→ TASK PROMPT: Return all lines of the data in which the string "Deserialize" occurs.

:::::

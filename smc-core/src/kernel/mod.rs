//! Gaussian kernel regression channel.

pub mod channel;

pub use channel::{
    gaussian_weight, KernelChannel, KernelMode, KernelRegressionChannel, KernelState,
    MAX_KERNEL_WINDOW, MIN_KERNEL_WINDOW,
};
//! Batch replay of a recorded bar series through one pipeline.
//!
//! Pairs each OPEN intent with the CLOSE that follows it into a round-trip
//! trade, priced at the intents' price basis. No fills, fees or slippage are
//! simulated; the returns are what the intents imply.

use std::collections::BTreeMap;

use chrono::NaiveDateTime;
use serde::{Deserialize, Serialize};
use tracing::info;

use crate::config::StrategyConfig;
use crate::domain::{Bar, Side};
use crate::error::EngineError;
use crate::position_management::{ExitReason, IntentAction, OrderIntent};

use super::output::TickOutput;
use super::pipeline::Pipeline;

#[derive(Debug, Clone, PartialEq, Serialize, Deserialize)]
pub struct TradeRecord {
    pub side: Side,
    pub entry_bar: usize,
    pub entry_time: NaiveDateTime,
    pub entry_price: f64,
    pub exit_bar: usize,
    pub exit_time: NaiveDateTime,
    pub exit_price: f64,
    pub reason: ExitReason,
    pub return_pct: f64,
}

impl TradeRecord {
    fn from_intents(open: &OrderIntent, close: &OrderIntent, reason: ExitReason) -> Self {
        let (entry, exit) = (open.price_basis, close.price_basis);
        let return_pct = match open.side {
            Side::Long => (exit - entry) / entry * 100.0,
            Side::Short => (entry - exit) / entry * 100.0,
        };
        Self {
            side: open.side,
            entry_bar: open.bar_index,
            entry_time: open.timestamp,
            entry_price: entry,
            exit_bar: close.bar_index,
            exit_time: close.timestamp,
            exit_price: exit,
            reason,
            return_pct,
        }
    }

    pub fn is_win(&self) -> bool {
        self.return_pct > 0.0
    }
}

#[derive(Debug, Clone, PartialEq, Default, Serialize, Deserialize)]
pub struct ReplaySummary {
    pub bars: usize,
    /// Leading bars on which no entry could fire yet.
    pub warmup_bars: usize,
    pub long_entries: usize,
    pub short_entries: usize,
    pub trades: usize,
    pub wins: usize,
    pub exits: BTreeMap<ExitReason, usize>,
    /// Sum of per-trade returns, in percent.
    pub total_return_pct: f64,
    /// Position still open when the series ended.
    pub open_at_end: bool,
    pub halted: bool,
}

#[derive(Debug, Clone)]
pub struct ReplayResult {
    pub ticks: Vec<TickOutput>,
    pub trades: Vec<TradeRecord>,
    pub summary: ReplaySummary,
}

/// Run `base` through a fresh pipeline. `htf[i]` is the HTF bar visible at
/// `base[i]` (see [`crate::data::align_higher_timeframe`]); missing entries
/// read as `None`.
pub fn replay(
    config: &StrategyConfig,
    base: &[Bar],
    htf: &[Option<Bar>],
) -> Result<ReplayResult, EngineError> {
    let mut pipeline = Pipeline::new(config.clone())?;
    let mut ticks = Vec::with_capacity(base.len());
    let mut trades = Vec::new();
    let mut summary = ReplaySummary::default();
    let mut open: Option<OrderIntent> = None;

    for (i, bar) in base.iter().enumerate() {
        let aligned = htf.get(i).copied().flatten();
        let tick = pipeline.on_bar(bar, aligned.as_ref())?;

        if let Some(intent) = &tick.intent {
            match intent.action {
                IntentAction::Open => {
                    match intent.side {
                        Side::Long => summary.long_entries += 1,
                        Side::Short => summary.short_entries += 1,
                    }
                    open = Some(intent.clone());
                }
                IntentAction::Close => {
                    if let (Some(entry), Some(reason)) = (open.take(), intent.reason) {
                        let trade = TradeRecord::from_intents(&entry, intent, reason);
                        *summary.exits.entry(reason).or_insert(0) += 1;
                        summary.total_return_pct += trade.return_pct;
                        if trade.is_win() {
                            summary.wins += 1;
                        }
                        trades.push(trade);
                    }
                }
            }
        }
        ticks.push(tick);
    }

    summary.bars = pipeline.bars_processed();
    summary.warmup_bars = pipeline.warmup_bars().min(summary.bars);
    summary.trades = trades.len();
    summary.open_at_end = open.is_some();
    summary.halted = pipeline.lifecycle().is_halted();
    info!(
        bars = summary.bars,
        trades = summary.trades,
        total_return_pct = summary.total_return_pct,
        "replay finished"
    );

    Ok(ReplayResult {
        ticks,
        trades,
        summary,
    })
}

:::::

→ TASK SOLUTION:
use serde::{Deserialize, Serialize};
#[derive(Debug, Clone, PartialEq, Serialize, Deserialize)]
#[derive(Debug, Clone, PartialEq, Default, Serialize, Deserialize)]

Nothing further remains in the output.